Work Place Drug Testing
Work Place Drug Testing
Drug testing at the work place comes down to those six legal drug testing values. An employer’s right to know who they are hiring stands in conflict with an individual’s right to privacy, including at the work place.
Many have taken the libertarian stance towards drug use, stating the individual right to consume whatever they please, but of course this does not jive with legal statutes currently in place. Work place employers, like anyone, have been affected by the Reefer Madness Movement.
The government pushed massive amounts of misinformation throughout communities and schools, and employers are not informed enough yet to dictate what drugs will harm the work place. Thus, work place drug testing has taken full effect. The only effective way, according to the author of this article, is to select work place employees and evaluate their performance on the job.

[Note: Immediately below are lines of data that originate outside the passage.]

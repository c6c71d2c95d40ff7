//! Named configuration for archive access.
//!
//! Settings come from code (`Default` plus `with_*`), from the environment
//! (`from_env`) or from a JSON file (`from_json_file`). Durations in files
//! use humantime syntax such as `"30s"` or `"250ms"`.

use serde::{Deserialize, Serialize};
use std::collections::HashSet;
use std::fmt;
use std::path::Path;
use std::str::FromStr;
use std::time::Duration;
use url::Url;

use super::error::{ArchiverError, Result};
use super::types::ArchiverEndpoint;
use crate::constants::*;

/// How responses from several archivers holding the same PV are combined.
#[derive(Debug, Clone, Copy, Default, PartialEq, Eq, Serialize, Deserialize)]
#[serde(rename_all = "snake_case")]
pub enum MergePolicy {
    /// The first successful response wins; remaining requests are discarded.
    #[default]
    FirstSuccess,
    /// Wait for every candidate and merge overlapping coverage.
    MergeAll,
}

impl FromStr for MergePolicy {
    type Err = ArchiverError;

    fn from_str(s: &str) -> Result<Self> {
        match s.trim().to_ascii_lowercase().as_str() {
            "first" | "first_success" => Ok(MergePolicy::FirstSuccess),
            "merge" | "merge_all" => Ok(MergePolicy::MergeAll),
            other => Err(ArchiverError::Config(format!(
                "unknown merge policy '{}', expected 'first' or 'merge'",
                other
            ))),
        }
    }
}

impl fmt::Display for MergePolicy {
    fn fmt(&self, f: &mut fmt::Formatter<'_>) -> fmt::Result {
        match self {
            MergePolicy::FirstSuccess => f.write_str("first"),
            MergePolicy::MergeAll => f.write_str("merge"),
        }
    }
}

#[derive(Debug, Clone, PartialEq, Serialize, Deserialize)]
#[serde(default)]
pub struct ArchiveConfig {
    pub archivers: Vec<ArchiverEndpoint>,
    /// Retries per source after the first attempt, transient failures only.
    pub retry_count: u32,
    pub merge_policy: MergePolicy,
    /// Expected sampling period; longer silences get a gap marker. `None`
    /// (the default) disables gap marking.
    #[serde(with = "humantime_serde")]
    pub gap_threshold: Option<Duration>,
    #[serde(with = "humantime_serde")]
    pub request_timeout: Duration,
    #[serde(with = "humantime_serde")]
    pub retry_backoff: Duration,
    /// Size of the worker pool shared by discovery and queries.
    pub max_concurrent_requests: usize,
    pub requests_per_second: Option<u32>,
}

impl Default for ArchiveConfig {
    fn default() -> Self {
        Self {
            archivers: Vec::new(),
            retry_count: DEFAULT_RETRY_COUNT,
            merge_policy: MergePolicy::default(),
            gap_threshold: None,
            request_timeout: DEFAULT_TIMEOUT,
            retry_backoff: DEFAULT_RETRY_BACKOFF,
            max_concurrent_requests: DEFAULT_MAX_CONCURRENT,
            requests_per_second: None,
        }
    }
}

impl ArchiveConfig {
    pub fn with_archiver<N: Into<String>, U: Into<String>>(mut self, name: N, url: U) -> Self {
        self.archivers.push(ArchiverEndpoint::new(name, url));
        self
    }

    pub fn with_archivers(mut self, archivers: Vec<ArchiverEndpoint>) -> Self {
        self.archivers = archivers;
        self
    }

    pub fn with_retry_count(mut self, retry_count: u32) -> Self {
        self.retry_count = retry_count;
        self
    }

    pub fn with_merge_policy(mut self, policy: MergePolicy) -> Self {
        self.merge_policy = policy;
        self
    }

    pub fn with_gap_threshold(mut self, threshold: Option<Duration>) -> Self {
        self.gap_threshold = threshold;
        self
    }

    pub fn with_request_timeout(mut self, timeout: Duration) -> Self {
        self.request_timeout = timeout;
        self
    }

    pub fn with_retry_backoff(mut self, backoff: Duration) -> Self {
        self.retry_backoff = backoff;
        self
    }

    pub fn with_max_concurrent_requests(mut self, max: usize) -> Self {
        self.max_concurrent_requests = max;
        self
    }

    pub fn with_requests_per_second(mut self, rps: Option<u32>) -> Self {
        self.requests_per_second = rps;
        self
    }

    /// Builds a configuration from `QE_ARCHIVE_*` environment variables on
    /// top of the defaults.
    pub fn from_env() -> Result<Self> {
        Self::from_lookup(|key| std::env::var(key).ok())
    }

    pub(crate) fn from_lookup<F>(lookup: F) -> Result<Self>
    where
        F: Fn(&str) -> Option<String>,
    {
        let mut config = Self::default();

        if let Some(list) = lookup(ENV_ARCHIVE_LIST) {
            config.archivers = parse_archive_list(&list)?;
        }
        if let Some(value) = lookup(ENV_RETRY_COUNT) {
            config.retry_count = parse_env(ENV_RETRY_COUNT, &value)?;
        }
        if let Some(value) = lookup(ENV_MERGE_POLICY) {
            config.merge_policy = value.parse()?;
        }
        if let Some(value) = lookup(ENV_GAP_SECS) {
            let secs: u64 = parse_env(ENV_GAP_SECS, &value)?;
            config.gap_threshold = (secs > 0).then(|| Duration::from_secs(secs));
        }
        if let Some(value) = lookup(ENV_MAX_CONCURRENT) {
            config.max_concurrent_requests = parse_env(ENV_MAX_CONCURRENT, &value)?;
        }

        config.validate()?;
        Ok(config)
    }

    pub fn from_json_file<P: AsRef<Path>>(path: P) -> Result<Self> {
        let text = std::fs::read_to_string(path.as_ref())?;
        let config: Self = serde_json::from_str(&text)?;
        config.validate()?;
        Ok(config)
    }

    pub fn validate(&self) -> Result<()> {
        let mut seen = HashSet::new();
        for archiver in &self.archivers {
            let url = Url::parse(&archiver.url).map_err(|e| {
                ArchiverError::Config(format!("archiver '{}' has invalid URL: {}", archiver.name, e))
            })?;
            if !matches!(url.scheme(), "http" | "https") {
                return Err(ArchiverError::Config(format!(
                    "archiver '{}' must use http or https, got '{}'",
                    archiver.name,
                    url.scheme()
                )));
            }
            if archiver.name.is_empty() {
                return Err(ArchiverError::Config(format!(
                    "archiver at {} has an empty name",
                    archiver.url
                )));
            }
            if !seen.insert(archiver.name.as_str()) {
                return Err(ArchiverError::Config(format!(
                    "duplicate archiver name '{}'",
                    archiver.name
                )));
            }
        }

        if self.max_concurrent_requests == 0 {
            return Err(ArchiverError::Config(
                "max_concurrent_requests must be at least 1".into(),
            ));
        }
        if self.requests_per_second == Some(0) {
            return Err(ArchiverError::Config(
                "requests_per_second must be positive when set".into(),
            ));
        }
        if self.gap_threshold == Some(Duration::ZERO) {
            return Err(ArchiverError::Config("gap_threshold must be positive".into()));
        }
        Ok(())
    }
}

fn parse_env<T: FromStr>(key: &str, value: &str) -> Result<T> {
    value
        .trim()
        .parse()
        .map_err(|_| ArchiverError::Config(format!("{} has invalid value '{}'", key, value)))
}

/// Parses a whitespace- or comma-separated list of `url` or `name=url`
/// entries. Unnamed entries are named after their host; clashing host names
/// get a numeric suffix.
fn parse_archive_list(list: &str) -> Result<Vec<ArchiverEndpoint>> {
    let mut endpoints: Vec<ArchiverEndpoint> = Vec::new();
    let entries = list
        .split(|c: char| c.is_whitespace() || c == ',')
        .filter(|entry| !entry.is_empty());

    for entry in entries {
        let (name, url) = match entry.split_once('=') {
            Some((name, url)) if !name.contains("://") => (Some(name.to_string()), url),
            _ => (None, entry),
        };
        let parsed = Url::parse(url)
            .map_err(|e| ArchiverError::Config(format!("invalid archiver URL '{}': {}", url, e)))?;

        let name = match name {
            Some(name) => name,
            None => {
                let host = parsed.host_str().unwrap_or("archiver").to_string();
                let mut candidate = host.clone();
                let mut n = 2;
                while endpoints.iter().any(|e| e.name == candidate) {
                    candidate = format!("{}-{}", host, n);
                    n += 1;
                }
                candidate
            }
        };
        endpoints.push(ArchiverEndpoint::new(name, url.trim_end_matches('/')));
    }
    Ok(endpoints)
}

#[cfg(test)]
mod tests {
    use super::*;
    use std::collections::HashMap;

    fn lookup(vars: &[(&str, &str)]) -> impl Fn(&str) -> Option<String> {
        let vars: HashMap<String, String> = vars
            .iter()
            .map(|(k, v)| (k.to_string(), v.to_string()))
            .collect();
        move |key| vars.get(key).cloned()
    }

    #[test]
    fn test_defaults() {
        let config = ArchiveConfig::default();
        assert_eq!(config.retry_count, 1);
        assert_eq!(config.merge_policy, MergePolicy::FirstSuccess);
        assert_eq!(config.gap_threshold, None);
        assert!(config.validate().is_ok());
    }

    #[test]
    fn test_env_archive_list() {
        let config = ArchiveConfig::from_lookup(lookup(&[
            (
                ENV_ARCHIVE_LIST,
                "http://arch1.example.org/retrieval, backup=http://arch2.example.org/retrieval/ http://arch1.example.org:8080/retrieval",
            ),
            (ENV_RETRY_COUNT, "3"),
            (ENV_MERGE_POLICY, "merge"),
            (ENV_GAP_SECS, "0"),
        ]))
        .unwrap();

        let names: Vec<&str> = config.archivers.iter().map(|a| a.name.as_str()).collect();
        assert_eq!(names, vec!["arch1.example.org", "backup", "arch1.example.org-2"]);
        assert_eq!(config.archivers[1].url, "http://arch2.example.org/retrieval");
        assert_eq!(config.retry_count, 3);
        assert_eq!(config.merge_policy, MergePolicy::MergeAll);
        assert_eq!(config.gap_threshold, None);
    }

    #[test]
    fn test_env_rejects_garbage() {
        assert!(ArchiveConfig::from_lookup(lookup(&[(ENV_RETRY_COUNT, "many")])).is_err());
        assert!(ArchiveConfig::from_lookup(lookup(&[(ENV_MERGE_POLICY, "best")])).is_err());
        assert!(ArchiveConfig::from_lookup(lookup(&[(ENV_ARCHIVE_LIST, "not a url")])).is_err());
    }

    #[test]
    fn test_json_uses_humantime_durations() {
        let json = r#"{
            "archivers": [{"name": "main", "url": "http://archiver:17665/retrieval"}],
            "merge_policy": "merge_all",
            "request_timeout": "5s",
            "retry_backoff": "100ms",
            "gap_threshold": "2m"
        }"#;
        let config: ArchiveConfig = serde_json::from_str(json).unwrap();
        assert_eq!(config.request_timeout, Duration::from_secs(5));
        assert_eq!(config.retry_backoff, Duration::from_millis(100));
        assert_eq!(config.gap_threshold, Some(Duration::from_secs(120)));
        assert_eq!(config.retry_count, DEFAULT_RETRY_COUNT);
        assert!(config.validate().is_ok());
    }

    #[test]
    fn test_validate_rejects_bad_settings() {
        let duplicate = ArchiveConfig::default()
            .with_archiver("a", "http://one/retrieval")
            .with_archiver("a", "http://two/retrieval");
        assert!(duplicate.validate().is_err());

        let ftp = ArchiveConfig::default().with_archiver("a", "ftp://one/retrieval");
        assert!(ftp.validate().is_err());

        let no_pool = ArchiveConfig::default().with_max_concurrent_requests(0);
        assert!(matches!(no_pool.validate(), Err(ArchiverError::Config(_))));
    }
}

Phil Smith summarizes an article in March 1990 Scientific American:
…suggested that workers who tested positive for marijuana only: 1) cost less in health insurance benefits; 2) had a higher than average rate of promotion; 3) exhibited less absenteeism; and 4) were fired for cause less often than workers who did not test positive. Since marijuana is the most common illicit drug used by adults, and the one detected in up to 90 percent of all positive drug tests (half of which are false), this fact has radical implications for current public and employer policies.

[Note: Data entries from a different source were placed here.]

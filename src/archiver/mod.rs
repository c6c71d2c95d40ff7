//! EPICS archive retrieval: discovery, multi-archiver queries and the
//! `ArchiveAccess` façade tying them together.

pub mod access;
pub mod client;
pub mod config;
pub mod dispatcher;
pub mod error;
pub mod health;
pub mod index;
pub mod merge;
pub mod metrics;
pub mod point;
pub mod pool;
pub mod sequence;
pub mod transport;
pub mod types;
pub mod validation;

pub use access::ArchiveAccess;
pub use client::HttpTransport;
pub use config::{ArchiveConfig, MergePolicy};
pub use dispatcher::{Diagnostic, PendingQuery, PendingQueryInfo, QueryHandle, QueryResult};
pub use error::{ArchiverError, Result, SourceFailure};
pub use health::{ArchiveEvent, Reachability, StatusBus};
pub use index::{ArchiverRecord, RefreshOutcome, RefreshSummary};
pub use merge::{CoverageThenFreshness, FreshestIndexWins, SourceRanking};
pub use metrics::MetricsSnapshot;
pub use point::{
    format_timestamp, parse_timestamp, AlarmStatus, DataPoint, PointKind, SampleValue, Severity,
};
pub use sequence::{DataPointSequence, Gap, Statistics};
pub use transport::ArchiverTransport;
pub use types::{
    ArchiverEndpoint, ArchiverId, Coverage, PvCoverage, PvDataResponse, RetrievalMode,
    SampleRequest,
};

This article seemed to carry significant statistical evidence about work place drug testing.
Under that light, one can see greater negative effects in work place drug testing than in drug use. The original author of this article feels that work place drug testing is wrong because guilt is assumed until the drug testing proves innocence. Adding, the peoples’ civil liberties are suffering. This particular privacy intrusion costs businesses a huge sum of money for a urine drug test in the work place.